Вот это отчаяние одно, по своему ужасу и безвыходности — могло бы быть достойною задачею художника! Образцом этого отчаяния и должна бы закончиться картина! Пусть он погибает! Он так гордо и мудро шел навстречу вечности, не верил вечной силе и наказан: что же нам, православным, спасать его! Если же всепрощающее божество и спасет, простит его — то это может совершиться такими путями и способами, о каких нам, земным мудрецам и поэтам, и не грезится! Может быть, в небесном милосердии найдут место и Каин, и Иуда, и другие.
А у нас, между людьми, как-то легко укладываются понятия
о спасении таких героев, как Манфред, дон-Жуан и подобные им. Один умствовал, концентрировал в себе весь сок земной мудрости, плевал в небо и знать ничего не хотел, не признавая никакой другой силы и мудрости, кроме своей, то есть, пожалуй, общечеловеческой — и думал, что он — бог. Другой беспутствовал всю жизнь, теша свою извращённую фантазию и угождая плотским похотям, — потом бац! Один под конец жизни немного помолится, попостится, а другой, умерев, начнет каяться — и, смотришь, с неба явится какой-нибудь ангел, часто дама (и в «Возрожденном Манфреде» тоже Астарта) — и Окаянный Отверженный уже прощен, возносится к небу, сам Бог говорит с ним милостиво и т. д.! Дешево же достается этим господам так называемое спасение и всепрощение!
За что же другим так трудно достигать его? Где же вечное Правосудие? Бог вечно милосерд, это правда, но не слепо, иначе бы Он был пристрастен!
Притом же «Возрожденный Манфред» и в небо, в вечность, стремится через даму и ради нее и там надеется, после земного безверия, блаженствовать с нею и через нее, все-таки презирая мир.
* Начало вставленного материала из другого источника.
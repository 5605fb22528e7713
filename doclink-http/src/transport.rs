use async_trait::async_trait;
use std::time::Duration;
use tracing::debug;

use doclink_core::{
    error::{AccessError, AccessResult},
    transport::{HttpRequest, HttpResponse, Method, Transport, TransportError},
};

/// Request timeout applied when none is configured.
pub const DEFAULT_TIMEOUT: Duration = Duration::from_secs(30);

/// [`Transport`] over a `reqwest` client.
///
/// Every failure to obtain a response (connect errors, timeouts, broken bodies) is reported as
/// a [`TransportError`]; any response the service sends, whatever its status, is returned as is.
#[derive(Debug, Clone)]
pub struct ReqwestTransport {
    client: reqwest::Client,
}

impl ReqwestTransport {
    pub fn new(client: reqwest::Client) -> Self {
        Self { client }
    }

    pub fn builder() -> ReqwestTransportBuilder {
        ReqwestTransportBuilder::default()
    }
}

fn method(method: Method) -> reqwest::Method {
    match method {
        Method::Get => reqwest::Method::GET,
        Method::Post => reqwest::Method::POST,
        Method::Put => reqwest::Method::PUT,
        Method::Delete => reqwest::Method::DELETE,
    }
}

fn classify(err: reqwest::Error) -> TransportError {
    if err.is_timeout() {
        TransportError::Timeout(err.to_string())
    } else if err.is_connect() {
        TransportError::Unreachable(err.to_string())
    } else {
        TransportError::Connection(err.to_string())
    }
}

#[async_trait]
impl Transport for ReqwestTransport {
    async fn send(&self, request: HttpRequest) -> Result<HttpResponse, TransportError> {
        let mut builder = self.client.request(method(request.method), &request.url);
        for (name, value) in &request.headers {
            builder = builder.header(name.as_str(), value.as_str());
        }
        if let Some(body) = request.body {
            builder = builder.body(body);
        }

        let response = builder.send().await.map_err(classify)?;
        let status = response.status().as_u16();
        let headers: Vec<(String, String)> = response
            .headers()
            .iter()
            .filter_map(|(name, value)| {
                value
                    .to_str()
                    .ok()
                    .map(|value| (name.as_str().to_string(), value.to_string()))
            })
            .collect();
        let body = response.bytes().await.map_err(classify)?.to_vec();

        debug!(method = %request.method, url = %request.url, status, "response received");

        Ok(HttpResponse {
            status,
            headers,
            body,
        })
    }
}

/// Builder for [`ReqwestTransport`].
#[derive(Debug, Clone)]
pub struct ReqwestTransportBuilder {
    timeout: Duration,
    connect_timeout: Option<Duration>,
}

impl Default for ReqwestTransportBuilder {
    fn default() -> Self {
        Self {
            timeout: DEFAULT_TIMEOUT,
            connect_timeout: None,
        }
    }
}

impl ReqwestTransportBuilder {
    pub fn timeout(mut self, timeout: Duration) -> Self {
        self.timeout = timeout;
        self
    }

    pub fn connect_timeout(mut self, timeout: Duration) -> Self {
        self.connect_timeout = Some(timeout);
        self
    }

    pub fn build(self) -> AccessResult<ReqwestTransport> {
        let mut builder = reqwest::Client::builder().timeout(self.timeout);
        if let Some(timeout) = self.connect_timeout {
            builder = builder.connect_timeout(timeout);
        }

        builder
            .build()
            .map(ReqwestTransport::new)
            .map_err(|e| AccessError::NotConfigured(format!("http client: {e}")))
    }
}

#[cfg(test)]
mod tests {
    use super::*;

    #[tokio::test]
    async fn test_unreachable_host_is_a_transport_error() {
        let transport = ReqwestTransport::builder()
            .timeout(Duration::from_secs(2))
            .build()
            .unwrap();

        let result = transport
            .send(HttpRequest {
                method: Method::Get,
                url: "http://127.0.0.1:1/dbs".into(),
                headers: Vec::new(),
                body: None,
            })
            .await;

        assert!(result.is_err());
        assert!(AccessError::from(result.unwrap_err()).is_transport());
    }
}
Но ведь он мудрец, должен знать, что в земной любви женщине, даже так называемой возвышенной любви, глубоко скрыты и замаскированы чувственные радости. Зачем же искать продолжения этого в небе, где не «женятся, не посягают» и где, по словам Евангелия, живут как Ангелы. Она, хотя возражает ему, что надо любить не ее одну, а все живущее, однако же уверяет потом, что она будет с ним вдвоем неразлучна. Эгоисты оба!»
В этом отзыве Гончаров предстает как богословски подготовленный, догматически мыслящий христианин, знакомый с учением церкви не только в общих чертах, но и по учению Святых Отцов. Романист говорит о том, что примирение человека с Богом не сводится к тому, что человек «немного помолится, попостится». Гончаров как бы напоминает великому князю, что в основе такого примирения и прощения грехов лежит покаяние, которое выражается не столько в словах раскаяния или даже молитве, посте, но в серьезном, драматическом для человека исправлении своей жизни. Гончаров никогда не ссылался на Святых Отцов, никогда не обнаруживал перед кем-нибудь свою начитанность в богословской литературе, но, несомненно, был знаком с писаниями Святых Отцов, что так ярко обнаружилось в данном случае.
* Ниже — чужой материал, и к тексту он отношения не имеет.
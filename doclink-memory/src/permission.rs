use async_trait::async_trait;
use std::collections::HashMap;

use doclink_core::{
    error::{AccessError, AccessResult},
    token::{PermissionMode, PermissionResolver},
};

/// A permission resolver backed by a fixed table of tokens.
///
/// A token granted on a resource covers everything below it, and a token granted for
/// [`PermissionMode::All`] also satisfies reads.
#[derive(Debug, Clone, Default)]
pub struct StaticPermissions {
    tokens: HashMap<(String, PermissionMode), String>,
}

impl StaticPermissions {
    pub fn new() -> Self {
        Self::default()
    }

    /// Grants `token` for `mode` on `resource_link`.
    pub fn grant(
        mut self,
        resource_link: impl Into<String>,
        mode: PermissionMode,
        token: impl Into<String>,
    ) -> Self {
        let link = resource_link.into().trim_matches('/').to_string();
        self.tokens.insert((link, mode), token.into());
        self
    }
}

#[async_trait]
impl PermissionResolver for StaticPermissions {
    async fn permission(&self, resource_link: &str, mode: PermissionMode) -> AccessResult<String> {
        let link = resource_link.trim_matches('/').to_string();

        self.lookup(&link, mode).cloned().ok_or_else(|| {
            AccessError::PermissionDenied(format!("no {mode:?} permission for {link}"))
        })
    }
}

impl StaticPermissions {
    /// The closest grant on `link` or one of its ancestors.
    fn lookup(&self, link: &str, mode: PermissionMode) -> Option<&String> {
        let mut candidate = link;

        loop {
            let token = match mode {
                PermissionMode::All => self.granted(candidate, PermissionMode::All),
                PermissionMode::Read => self
                    .granted(candidate, PermissionMode::Read)
                    .or_else(|| self.granted(candidate, PermissionMode::All)),
            };
            if token.is_some() {
                return token;
            }

            candidate = &candidate[..candidate.rfind('/')?];
        }
    }

    fn granted(&self, link: &str, mode: PermissionMode) -> Option<&String> {
        self.tokens.get(&(link.to_string(), mode))
    }
}

#[cfg(test)]
mod tests {
    use super::*;

    #[tokio::test]
    async fn test_all_covers_read() {
        let permissions = StaticPermissions::new()
            .grant("dbs/D1/colls/C1", PermissionMode::All, "full")
            .grant("dbs/D1/colls/C2", PermissionMode::Read, "read-only");

        assert_eq!(
            permissions.permission("dbs/D1/colls/C1", PermissionMode::Read).await.unwrap(),
            "full"
        );
        assert_eq!(
            permissions.permission("/dbs/D1/colls/C2/", PermissionMode::Read).await.unwrap(),
            "read-only"
        );
        assert!(matches!(
            permissions.permission("dbs/D1/colls/C2", PermissionMode::All).await,
            Err(AccessError::PermissionDenied(_))
        ));
    }

    #[tokio::test]
    async fn test_grant_covers_descendants() {
        let permissions =
            StaticPermissions::new().grant("dbs/D1/colls/C1", PermissionMode::All, "full");

        assert_eq!(
            permissions.permission("dbs/D1/colls/C1/docs/a", PermissionMode::All).await.unwrap(),
            "full"
        );
        assert!(permissions.permission("dbs/D1/colls/C10", PermissionMode::Read).await.is_err());
        assert!(permissions.permission("dbs/D1", PermissionMode::Read).await.is_err());
    }
}
use serde::{Deserialize, Serialize};

use crate::{
    dispatcher::DEFAULT_API_VERSION,
    error::{AccessError, AccessResult},
    page::validate_page_size,
};

/// Settings a client is built from, besides its collaborators.
///
/// Deserializable so that applications can keep it next to their own configuration:
///
/// ```ignore
/// let config: ClientConfig = serde_json::from_str(r#"{
///     "account_endpoint": "https://account.documents.example.com",
///     "default_page_size": 100
/// }"#)?;
/// ```
#[derive(Debug, Clone, PartialEq, Eq, Serialize, Deserialize)]
pub struct ClientConfig {
    pub account_endpoint: String,
    #[serde(default = "default_api_version")]
    pub api_version: String,
    #[serde(default)]
    pub default_page_size: Option<u32>,
}

fn default_api_version() -> String {
    DEFAULT_API_VERSION.to_string()
}

impl ClientConfig {
    pub fn new(account_endpoint: impl Into<String>) -> Self {
        Self {
            account_endpoint: account_endpoint.into(),
            api_version: default_api_version(),
            default_page_size: None,
        }
    }

    /// Checks the settings and returns the endpoint without a trailing slash.
    pub fn validate(&self) -> AccessResult<String> {
        let endpoint = self.account_endpoint.trim().trim_end_matches('/');
        if endpoint.is_empty() {
            return Err(AccessError::NotConfigured("account endpoint is empty".into()));
        }
        if self.api_version.trim().is_empty() {
            return Err(AccessError::NotConfigured("api version is empty".into()));
        }
        if let Some(size) = self.default_page_size {
            validate_page_size(size)?;
        }

        Ok(endpoint.to_string())
    }
}

#[cfg(test)]
mod tests {
    use super::*;

    #[test]
    fn test_defaults_from_json() {
        let config: ClientConfig =
            serde_json::from_str(r#"{ "account_endpoint": "https://acct.example.com/" }"#).unwrap();

        assert_eq!(config.api_version, DEFAULT_API_VERSION);
        assert_eq!(config.default_page_size, None);
        assert_eq!(config.validate().unwrap(), "https://acct.example.com");
    }

    #[test]
    fn test_validate_rejects_bad_settings() {
        assert!(matches!(
            ClientConfig::new("  ").validate(),
            Err(AccessError::NotConfigured(_))
        ));

        let mut config = ClientConfig::new("https://acct.example.com");
        config.default_page_size = Some(0);
        assert!(matches!(config.validate(), Err(AccessError::InvalidArgument(_))));
    }
}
Нет сомнения, что подобные замечания помогали великому князю не только как поэту… Очевидно, что не только литература связывала автора «Обломова» и Константина Константиновича. Оттого-то такой симпатией к стареющему писателю дышат письма великого князя: «Я боюсь, что мне никогда не удастся убедить Вас, что каждая строка из-под Вашего пера, не говоря уже про личные посещения, приносят и жене и мне только самое большое удовольствие и неподдельную радость. Никакие сильные мира сего не могут помешать нам встречать Вас всегда и неизменно с распростертыми объятиями, как милого и дорогого человека». Суть отношений великого князя и Гончарова выражена в стихотворении Константина Константиновича под названием «И. А. Гончарову»:
Стареющему Гончарову трудно было в переписке с K.P. Ведь нужно было, с одной стороны, удержаться от лести, а с другой — не обидеть царственную особу. Стараясь свернуть переписку, в письме от 14 октября 1888 года он наконец скажет: «Быть только приятным и льстивым я по натуре своей тоже не могу, между прочим и потому, что этим еще больше можно повредить молодому таланту».